Besides, what could he achieve?
A small amount of media focus on the wrongdoings of the Chinese state? A small crowd of the rich Chinese who'd paid for the tickets realising that they can't expect to enjoy visits from Bob Dylan and similar artists while dissidents disappear? A bit more than doing bugger all would?
Dylan’s words might be welcome to some Western ears...
Well, that would be a start - not looking like a self-obsessed, amoral, money-grubbing chimp dancing to whims of Beijing might be a positive move.
... but he’s just one man selling records.
And when did simply having a massive audience and a global platform ever count for anything, eh?
He does not command divisions, even in the metaphorical sense. Human rights violations in China are for governments to challenge. Perhaps Dylan's silence expresses that.
Perhaps. You don't really believe that, though, do you, David? If Dylan wanted to say 'look, I'm just a humble singer of songs, I'm not going to get involved in politics as that's for governments to do', he could have said that. But he'd presumably not bother, as it would sound like a weaselly statement trying to smudge over the grisly spectacle of having to turn up his amp to drown out the cries of tortured dissidents (no wonder Dylan went electric - can you imagine trying to drown that out with an acoustic guitar?).

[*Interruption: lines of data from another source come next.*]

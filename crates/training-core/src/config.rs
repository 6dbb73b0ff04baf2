//! Training pipeline configuration types

use crate::error::Result;
use serde::{Deserialize, Serialize};
use std::path::{Path, PathBuf};

/// Top-level configuration consumed by the checkpoint and dataset crates
#[derive(Debug, Clone, Default, Serialize, Deserialize)]
pub struct TrainingConfig {
    /// Directory receiving checkpoint blobs and the pointer file
    pub output_dir: PathBuf,

    /// Dataset layout settings
    pub dataset: DatasetConfig,
}

impl TrainingConfig {
    /// Load configuration from a JSON file
    pub fn from_file<P: AsRef<Path>>(path: P) -> Result<Self> {
        let text = std::fs::read_to_string(path.as_ref())?;
        let config = serde_json::from_str(&text)?;
        Ok(config)
    }
}

/// Dataset layout configuration
#[derive(Debug, Clone, Serialize, Deserialize)]
pub struct DatasetConfig {
    /// Shard path template with two `{}` placeholders.
    ///
    /// The packed dataset fills them with `(partition, lod)`; the record
    /// dataset with `(lod, shard_index)`.
    pub path: String,

    /// Number of shards the full dataset is split into
    pub part_count: usize,

    /// Total number of samples across all shards
    pub size: u64,

    /// Exclusive upper bound on precomputed resolution levels
    pub max_resolution_level: usize,
}

impl Default for DatasetConfig {
    fn default() -> Self {
        Self {
            path: "./data/part-{}-{}.bin".to_string(),
            part_count: 1,
            size: 0,
            max_resolution_level: 9,
        }
    }
}

impl DatasetConfig {
    /// Resolve the shard path template with two values, in order
    pub fn shard_path(&self, first: usize, second: usize) -> PathBuf {
        PathBuf::from(fill_template(&self.path, &[first, second]))
    }
}

/// Substitute successive `{}` placeholders with the given values
fn fill_template(template: &str, values: &[usize]) -> String {
    let mut out = template.to_string();
    for v in values {
        out = out.replacen("{}", &v.to_string(), 1);
    }
    out
}
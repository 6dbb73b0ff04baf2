//! Shared helpers for the criterion benchmarks

use ndarray::Array3;
use parking_lot::Mutex;
use rand::rngs::StdRng;
use rand::{Rng, SeedableRng};
use std::sync::Arc;
use training_core::{apply_state, Result, StateDict, Stateful, TensorData};

/// Module holding one flat parameter tensor of a configurable size
pub struct DenseModule {
    state: StateDict,
}

impl DenseModule {
    /// Build a module carrying `param_count` f32 parameters
    pub fn new(param_count: usize) -> Self {
        let mut state = StateDict::new();
        state.insert(
            "weight".to_string(),
            TensorData::new(vec![param_count], vec![0.5; param_count]),
        );
        Self { state }
    }
}

impl Stateful for DenseModule {
    fn state_dict(&self) -> StateDict {
        self.state.clone()
    }

    fn load_state_dict(&mut self, state: &StateDict, strict: bool) -> Result<()> {
        apply_state("dense", &mut self.state, state, strict)
    }
}

/// Wrap a module for registration
pub fn shared(module: DenseModule) -> Arc<Mutex<DenseModule>> {
    Arc::new(Mutex::new(module))
}

/// Generate random `[3, side, side]` samples with a fixed seed
pub fn random_samples(count: usize, side: usize, seed: u64) -> Vec<Array3<u8>> {
    let mut rng = StdRng::seed_from_u64(seed);
    (0..count)
        .map(|_| Array3::from_shape_simple_fn((3, side, side), || rng.gen::<u8>()))
        .collect()
}
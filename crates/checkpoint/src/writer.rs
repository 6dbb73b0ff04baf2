//! Blob and pointer-file I/O for checkpoints
//!
//! Checkpoint blobs are framed binary files: magic, format version, payload
//! length, then the serialized record. Blob writes go through a temporary
//! file and an atomic rename. The pointer file is a plain whole-file
//! overwrite holding the absolute path of the last completed save.

use bytes::Bytes;
use std::path::{Path, PathBuf};
use tokio::fs::File;
use tokio::io::{AsyncReadExt, AsyncWriteExt};
use tracing::{debug, info, warn};
use training_core::{Error, Result};
use uuid::Uuid;

/// Magic bytes opening every checkpoint blob
pub const CHECKPOINT_MAGIC: [u8; 4] = *b"CKPT";

/// Blob format version
pub const CHECKPOINT_VERSION: u32 = 1;

/// File extension for checkpoint blobs
pub const CHECKPOINT_EXT: &str = "ckpt";

/// Name of the single-slot pointer file inside the output directory
pub const LAST_CHECKPOINT_FILE: &str = "last_checkpoint";

/// Write a checkpoint payload to `path` as a framed blob.
///
/// Returns the total size in bytes. The write lands in a uniquely named
/// temporary file first and is renamed into place once synced.
pub async fn write_blob(path: &Path, payload: Bytes) -> Result<u64> {
    let start = std::time::Instant::now();

    if let Some(parent) = path.parent() {
        tokio::fs::create_dir_all(parent).await?;
    }

    let temp_path = temp_path(path);
    let mut file = File::create(&temp_path).await?;

    file.write_all(&CHECKPOINT_MAGIC).await?;
    file.write_all(&CHECKPOINT_VERSION.to_le_bytes()).await?;
    file.write_all(&(payload.len() as u64).to_le_bytes()).await?;
    file.write_all(&payload).await?;
    file.sync_all().await?;

    tokio::fs::rename(&temp_path, path).await?;

    let size = 16 + payload.len() as u64;
    debug!(
        path = %path.display(),
        size_bytes = size,
        elapsed_ms = start.elapsed().as_millis(),
        "Checkpoint blob written"
    );

    Ok(size)
}

/// Read a checkpoint payload back from a framed blob
pub async fn read_blob(path: &Path) -> Result<Bytes> {
    let mut file = match File::open(path).await {
        Ok(file) => file,
        Err(e) if e.kind() == std::io::ErrorKind::NotFound => {
            return Err(Error::CheckpointNotFound {
                path: path.display().to_string(),
            });
        }
        Err(e) => return Err(e.into()),
    };

    let mut magic = [0u8; 4];
    file.read_exact(&mut magic).await?;
    if magic != CHECKPOINT_MAGIC {
        return Err(Error::CheckpointCorrupted {
            path: path.display().to_string(),
            reason: "invalid magic".to_string(),
        });
    }

    let version = file.read_u32_le().await?;
    if version != CHECKPOINT_VERSION {
        warn!(
            path = %path.display(),
            expected = CHECKPOINT_VERSION,
            found = version,
            "Checkpoint version mismatch"
        );
    }

    let payload_len = file.read_u64_le().await?;
    let mut payload = vec![0u8; payload_len as usize];
    file.read_exact(&mut payload).await.map_err(|_| Error::CheckpointCorrupted {
        path: path.display().to_string(),
        reason: "truncated payload".to_string(),
    })?;

    Ok(Bytes::from(payload))
}

/// Record `blob_path` as the last completed checkpoint.
///
/// The pointer file is replaced wholesale; there is no write history. A
/// crash mid-write can leave a partial pointer, which readers treat the
/// same as no pointer at all.
pub async fn tag_last_checkpoint(output_dir: &Path, blob_path: &Path) -> Result<()> {
    let absolute = tokio::fs::canonicalize(blob_path).await?;
    let pointer = output_dir.join(LAST_CHECKPOINT_FILE);
    tokio::fs::write(&pointer, absolute.display().to_string()).await?;

    info!(
        pointer = %pointer.display(),
        checkpoint = %absolute.display(),
        "Tagged last checkpoint"
    );
    Ok(())
}

/// Resolve the last-checkpoint pointer, if one is readable
pub async fn read_last_checkpoint(output_dir: &Path) -> Option<PathBuf> {
    let pointer = output_dir.join(LAST_CHECKPOINT_FILE);
    match tokio::fs::read_to_string(&pointer).await {
        Ok(contents) => {
            let trimmed = contents.trim();
            if trimmed.is_empty() {
                None
            } else {
                Some(PathBuf::from(trimmed))
            }
        }
        Err(_) => None,
    }
}

/// Unique temporary path next to the final blob location
fn temp_path(path: &Path) -> PathBuf {
    let name = format!(
        ".{}.{}.tmp",
        path.file_name().unwrap_or_default().to_string_lossy(),
        Uuid::new_v4()
    );
    path.with_file_name(name)
}
//! Shared helpers for the integration tests

use parking_lot::Mutex;
use std::sync::Arc;
use training_core::{apply_state, Result, StateDict, Stateful, TensorData};

/// Minimal stateful module holding named f32 parameters
pub struct StubModule {
    name: String,
    state: StateDict,
}

impl StubModule {
    /// Build a module with the given named parameters
    pub fn new(name: &str, params: &[(&str, Vec<f32>)]) -> Self {
        let state = params
            .iter()
            .map(|(key, values)| {
                let len = values.len();
                (key.to_string(), TensorData::new(vec![len], values.clone()))
            })
            .collect();
        Self {
            name: name.to_string(),
            state,
        }
    }

    /// Current values of one parameter
    pub fn param(&self, key: &str) -> Option<&[f32]> {
        self.state.get(key).map(|t| t.values.as_slice())
    }
}

impl Stateful for StubModule {
    fn state_dict(&self) -> StateDict {
        self.state.clone()
    }

    fn load_state_dict(&mut self, state: &StateDict, strict: bool) -> Result<()> {
        apply_state(&self.name, &mut self.state, state, strict)
    }
}

/// Wrap a module for registration with the checkpointer
pub fn shared(module: StubModule) -> Arc<Mutex<StubModule>> {
    Arc::new(Mutex::new(module))
}

/// Install a test log subscriber once per process
pub fn init_logging() {
    use tracing_subscriber::EnvFilter;
    tracing_subscriber::fmt()
        .with_env_filter(EnvFilter::from_default_env())
        .with_test_writer()
        .try_init()
        .ok();
}
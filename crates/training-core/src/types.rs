//! Core type definitions shared by the checkpoint and dataset crates

use ndarray::{Array3, Array4, ArrayD};
use serde::{Deserialize, Serialize};
use std::collections::HashMap;

/// Worker rank within a distributed set
pub type Rank = usize;

/// Resolution level; image side length is `2^lod`
pub type Lod = usize;

/// One raw image sample: `[channels, side, side]` unsigned 8-bit pixels
pub type PixelSample = Array3<u8>;

/// One batch of raw samples: `[batch, channels, side, side]`
pub type PixelBatch = Array4<u8>;

/// Number of color channels in every sample
pub const SAMPLE_CHANNELS: usize = 3;

/// Named parameter states captured from one module
pub type StateDict = HashMap<String, TensorData>;

/// A single named parameter: host-memory f32 values plus shape
#[derive(Debug, Clone, PartialEq, Serialize, Deserialize)]
pub struct TensorData {
    /// Dimensions, outermost first
    pub shape: Vec<usize>,

    /// Flattened values in row-major order
    pub values: Vec<f32>,
}

impl TensorData {
    /// Create a parameter from shape and flat values
    pub fn new(shape: Vec<usize>, values: Vec<f32>) -> Self {
        Self { shape, values }
    }

    /// Number of elements implied by the shape
    pub fn len(&self) -> usize {
        self.shape.iter().product()
    }

    /// True when the shape has no elements
    pub fn is_empty(&self) -> bool {
        self.len() == 0
    }
}

/// Compute device a tensor is placed on
#[derive(Debug, Clone, Copy, Default, PartialEq, Eq, Serialize, Deserialize)]
pub enum Device {
    /// Host memory
    #[default]
    Cpu,

    /// CUDA device by ordinal
    Cuda(usize),
}

/// A floating-point tensor handed to the training loop.
///
/// Gradient history is never attached at construction; `requires_grad` only
/// marks the tensor for tracking from this point forward.
#[derive(Debug, Clone)]
pub struct Tensor {
    /// Element storage
    pub data: ArrayD<f32>,

    /// Placement
    pub device: Device,

    /// Whether downstream operations should track gradients
    pub requires_grad: bool,
}

impl Tensor {
    /// Create a leaf tensor with no gradient history
    pub fn leaf(data: ArrayD<f32>, device: Device, requires_grad: bool) -> Self {
        Self {
            data,
            device,
            requires_grad,
        }
    }

    /// Tensor shape
    pub fn shape(&self) -> &[usize] {
        self.data.shape()
    }
}
//! Uniform state access for checkpointed objects
//!
//! Models, optimizers, and schedulers all expose their persistent state
//! through [`Stateful`]. Multi-device replication is an explicit wrapper
//! type rather than a capability probed at save time, so the plain and
//! replicated cases are resolved once, when the object is registered.

use crate::error::{Error, Result};
use crate::types::{Device, StateDict};

/// Anything whose state can be captured into and restored from a [`StateDict`]
pub trait Stateful: Send {
    /// Snapshot the current state
    fn state_dict(&self) -> StateDict;

    /// Restore state from a snapshot.
    ///
    /// With `strict` set, any key present on one side but not the other, or
    /// any shape disagreement, is an error. Without it, unknown and
    /// mismatched entries are skipped and the rest are applied.
    fn load_state_dict(&mut self, state: &StateDict, strict: bool) -> Result<()>;
}

/// A module replicated across several devices.
///
/// State always flows through the inner module; the replica devices only
/// matter at execution time.
pub struct Replicated<M> {
    /// The module holding the authoritative parameters
    pub module: M,

    /// Devices the module is replicated onto
    pub devices: Vec<Device>,
}

impl<M> Replicated<M> {
    /// Wrap a module for replicated execution
    pub fn new(module: M, devices: Vec<Device>) -> Self {
        Self { module, devices }
    }

    /// Access the inner module
    pub fn inner(&self) -> &M {
        &self.module
    }
}

impl<M: Stateful> Stateful for Replicated<M> {
    fn state_dict(&self) -> StateDict {
        self.module.state_dict()
    }

    fn load_state_dict(&mut self, state: &StateDict, strict: bool) -> Result<()> {
        self.module.load_state_dict(state, strict)
    }
}

/// Apply an incoming state dict onto existing parameters.
///
/// Implementors of [`Stateful`] can delegate their `load_state_dict` here:
/// entries are matched by name, and a shape match is required before values
/// are copied. Under `strict`, missing or extra keys and shape mismatches
/// fail with [`Error::StateMismatch`]; otherwise they are skipped.
pub fn apply_state(
    name: &str,
    current: &mut StateDict,
    incoming: &StateDict,
    strict: bool,
) -> Result<()> {
    if strict {
        for key in current.keys() {
            if !incoming.contains_key(key) {
                return Err(Error::StateMismatch {
                    name: name.to_string(),
                    reason: format!("missing key {}", key),
                });
            }
        }
    }

    for (key, value) in incoming {
        match current.get_mut(key) {
            Some(slot) if slot.shape == value.shape => {
                *slot = value.clone();
            }
            Some(slot) => {
                if strict {
                    return Err(Error::StateMismatch {
                        name: name.to_string(),
                        reason: format!(
                            "shape mismatch for {}: {:?} vs {:?}",
                            key, slot.shape, value.shape
                        ),
                    });
                }
                tracing::debug!(module = name, key = %key, "Skipping entry with mismatched shape");
            }
            None => {
                if strict {
                    return Err(Error::StateMismatch {
                        name: name.to_string(),
                        reason: format!("unexpected key {}", key),
                    });
                }
                tracing::debug!(module = name, key = %key, "Skipping unknown entry");
            }
        }
    }

    Ok(())
}
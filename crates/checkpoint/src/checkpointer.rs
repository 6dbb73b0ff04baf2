//! Checkpointer aggregating named model, optimizer, and scheduler states

use bytes::Bytes;
use chrono::{DateTime, Utc};
use parking_lot::Mutex;
use serde::{Deserialize, Serialize};
use serde_json::Value;
use std::collections::{BTreeMap, HashMap};
use std::path::{Path, PathBuf};
use std::sync::Arc;
use tokio::task::JoinHandle;
use tracing::{error, info, warn};
use training_core::{Result, StateDict, Stateful, TrainingConfig};

use crate::writer;

/// Shared handle to a registered stateful object
pub type SharedStateful = Arc<Mutex<dyn Stateful>>;

/// On-disk checkpoint record.
///
/// Caller extras ride along as a JSON text field so the payload encoding
/// stays self-contained while the extras stay schema-free.
#[derive(Serialize, Deserialize)]
struct CheckpointRecord {
    saved_at: DateTime<Utc>,
    models: BTreeMap<String, Option<StateDict>>,
    optimizers: BTreeMap<String, StateDict>,
    scheduler: Option<StateDict>,
    extra_json: String,
}

/// Persists and restores the combined state of registered models,
/// optimizers, and a learning-rate scheduler.
///
/// Saves are asynchronous: each call spawns one task that writes the blob
/// and then updates the pointer file, in that order. The task handles are
/// retained; [`Checkpointer::wait_pending`] drains them, and failures are
/// reported through the log sink rather than back to the `save` caller.
pub struct Checkpointer {
    output_dir: PathBuf,
    models: BTreeMap<String, SharedStateful>,
    optimizers: BTreeMap<String, SharedStateful>,
    scheduler: Option<SharedStateful>,
    save_enabled: bool,
    pending: Vec<JoinHandle<()>>,
}

impl Checkpointer {
    /// Create a checkpointer writing under the configured output directory.
    ///
    /// Non-primary ranks pass `save_enabled = false` and get a checkpointer
    /// whose `save` is a no-op.
    pub fn new(config: &TrainingConfig, save_enabled: bool) -> Self {
        Self {
            output_dir: config.output_dir.clone(),
            models: BTreeMap::new(),
            optimizers: BTreeMap::new(),
            scheduler: None,
            save_enabled,
            pending: Vec::new(),
        }
    }

    /// Register a named model
    pub fn register_model(&mut self, name: &str, model: SharedStateful) {
        self.models.insert(name.to_string(), model);
    }

    /// Register a named optimizer
    pub fn register_optimizer(&mut self, name: &str, optimizer: SharedStateful) {
        self.optimizers.insert(name.to_string(), optimizer);
    }

    /// Register the learning-rate scheduler
    pub fn set_scheduler(&mut self, scheduler: SharedStateful) {
        self.scheduler = Some(scheduler);
    }

    /// Output directory receiving blobs and the pointer file
    pub fn output_dir(&self) -> &Path {
        &self.output_dir
    }

    /// Snapshot all registered states and persist them under `tag`.
    ///
    /// States are captured synchronously; serialization and file I/O run in
    /// a spawned task. The pointer file is updated only after the blob write
    /// completes, in the same task.
    pub fn save(&mut self, tag: &str, extra: HashMap<String, Value>) -> Result<()> {
        if !self.save_enabled {
            return Ok(());
        }

        let record = self.snapshot(extra)?;
        let save_file = self
            .output_dir
            .join(format!("{}.{}", tag, writer::CHECKPOINT_EXT));
        let output_dir = self.output_dir.clone();

        self.pending.retain(|handle| !handle.is_finished());
        self.pending.push(tokio::spawn(async move {
            info!(path = %save_file.display(), "Saving checkpoint");
            let result = async {
                let payload = Bytes::from(
                    bincode::serialize(&record)
                        .map_err(|e| training_core::Error::Serialization(e.to_string()))?,
                );
                writer::write_blob(&save_file, payload).await?;
                writer::tag_last_checkpoint(&output_dir, &save_file).await
            }
            .await;

            if let Err(e) = result {
                error!(path = %save_file.display(), error = %e, "Checkpoint save failed");
            }
        }));

        Ok(())
    }

    /// Await all outstanding save tasks
    pub async fn wait_pending(&mut self) {
        for handle in self.pending.drain(..) {
            if let Err(e) = handle.await {
                error!(error = %e, "Checkpoint save task panicked");
            }
        }
    }

    /// Number of save tasks not yet known to have finished
    pub fn pending_saves(&self) -> usize {
        self.pending.iter().filter(|h| !h.is_finished()).count()
    }

    /// Restore registered objects from a checkpoint.
    ///
    /// Resolution order: with `ignore_last_checkpoint`, nothing is read and
    /// empty extras are returned. An explicit `file_name` is used verbatim
    /// and must exist. Otherwise the pointer file decides; an absent or
    /// unreadable pointer is a fresh start, not an error.
    ///
    /// Model states load permissively. Optimizer and scheduler states load
    /// strictly, and only when both the record entry and the registered
    /// object exist. Returns the caller-extra keys from the record.
    pub async fn load(
        &mut self,
        ignore_last_checkpoint: bool,
        file_name: Option<&Path>,
    ) -> Result<HashMap<String, Value>> {
        if ignore_last_checkpoint {
            info!("Forced to initialize from scratch");
            return Ok(HashMap::new());
        }

        let load_file = match file_name {
            Some(path) => path.to_path_buf(),
            None => match writer::read_last_checkpoint(&self.output_dir).await {
                Some(path) => path,
                None => {
                    info!("No checkpoint found, initializing from scratch");
                    return Ok(HashMap::new());
                }
            },
        };

        info!(path = %load_file.display(), "Loading checkpoint");
        let payload = writer::read_blob(&load_file).await?;
        let mut record: CheckpointRecord = bincode::deserialize(&payload)
            .map_err(|e| training_core::Error::CheckpointCorrupted {
                path: load_file.display().to_string(),
                reason: e.to_string(),
            })?;

        for (name, model) in &self.models {
            match record.models.remove(name) {
                Some(Some(state)) => model.lock().load_state_dict(&state, false)?,
                Some(None) => warn!(model = %name, "State for model is empty"),
                None => warn!(model = %name, "No state for model"),
            }
        }

        if !record.optimizers.is_empty() && !self.optimizers.is_empty() {
            info!(path = %load_file.display(), "Loading optimizer states");
            for (name, optimizer) in &self.optimizers {
                match record.optimizers.remove(name) {
                    Some(state) => optimizer.lock().load_state_dict(&state, true)?,
                    None => warn!(optimizer = %name, "No state for optimizer"),
                }
            }
        }

        if let (Some(state), Some(scheduler)) = (record.scheduler.take(), self.scheduler.as_ref()) {
            info!(path = %load_file.display(), "Loading scheduler state");
            scheduler.lock().load_state_dict(&state, true)?;
        }

        let extra = serde_json::from_str(&record.extra_json)?;
        Ok(extra)
    }

    /// Capture all registered states into one record
    fn snapshot(&self, extra: HashMap<String, Value>) -> Result<CheckpointRecord> {
        let models = self
            .models
            .iter()
            .map(|(name, model)| (name.clone(), Some(model.lock().state_dict())))
            .collect();

        let optimizers = self
            .optimizers
            .iter()
            .map(|(name, optimizer)| (name.clone(), optimizer.lock().state_dict()))
            .collect();

        let scheduler = self
            .scheduler
            .as_ref()
            .map(|scheduler| scheduler.lock().state_dict());

        Ok(CheckpointRecord {
            saved_at: Utc::now(),
            models,
            optimizers,
            scheduler,
            extra_json: serde_json::to_string(&extra)?,
        })
    }
}
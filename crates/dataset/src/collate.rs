//! Conversion of raw pixel batches into training tensors

use training_core::{Device, Error, PixelBatch, Result, Tensor};

/// Converts a one-element raw batch into an f32 tensor on a target device.
///
/// The output is a leaf tensor with no gradient history, flagged for
/// gradient tracking from this point forward.
#[derive(Debug, Clone, Copy, Default)]
pub struct BatchCollator {
    /// Device the collated tensor is placed on
    pub device: Device,
}

impl BatchCollator {
    /// Create a collator targeting `device`
    pub fn new(device: Device) -> Self {
        Self { device }
    }

    /// Collate a batch wrapper holding exactly one pixel array.
    ///
    /// Any other arity is an error; the batch source always wraps a single
    /// array per step.
    pub fn collate(&self, batch: &[PixelBatch]) -> Result<Tensor> {
        let [pixels] = batch else {
            return Err(Error::InvalidBatch {
                message: format!("expected exactly one element, got {}", batch.len()),
            });
        };

        let floats = pixels.mapv(f32::from).into_dyn();
        Ok(Tensor::leaf(floats, self.device, true))
    }
}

Even if Dylan had stepped down from being the voice of a generation's conscience when it stopped being convenient, are we supposed to accept that he also detached his personal conscience as well?


1 comment:

Robin Carmody said...

Hard to work out who it would have seemed most unlikely for the Spectator to defend in 1966: Bob Dylan or the Chinese state. The fact that it now defends both in one go does rather sum up how much all three embody the worst of all worlds.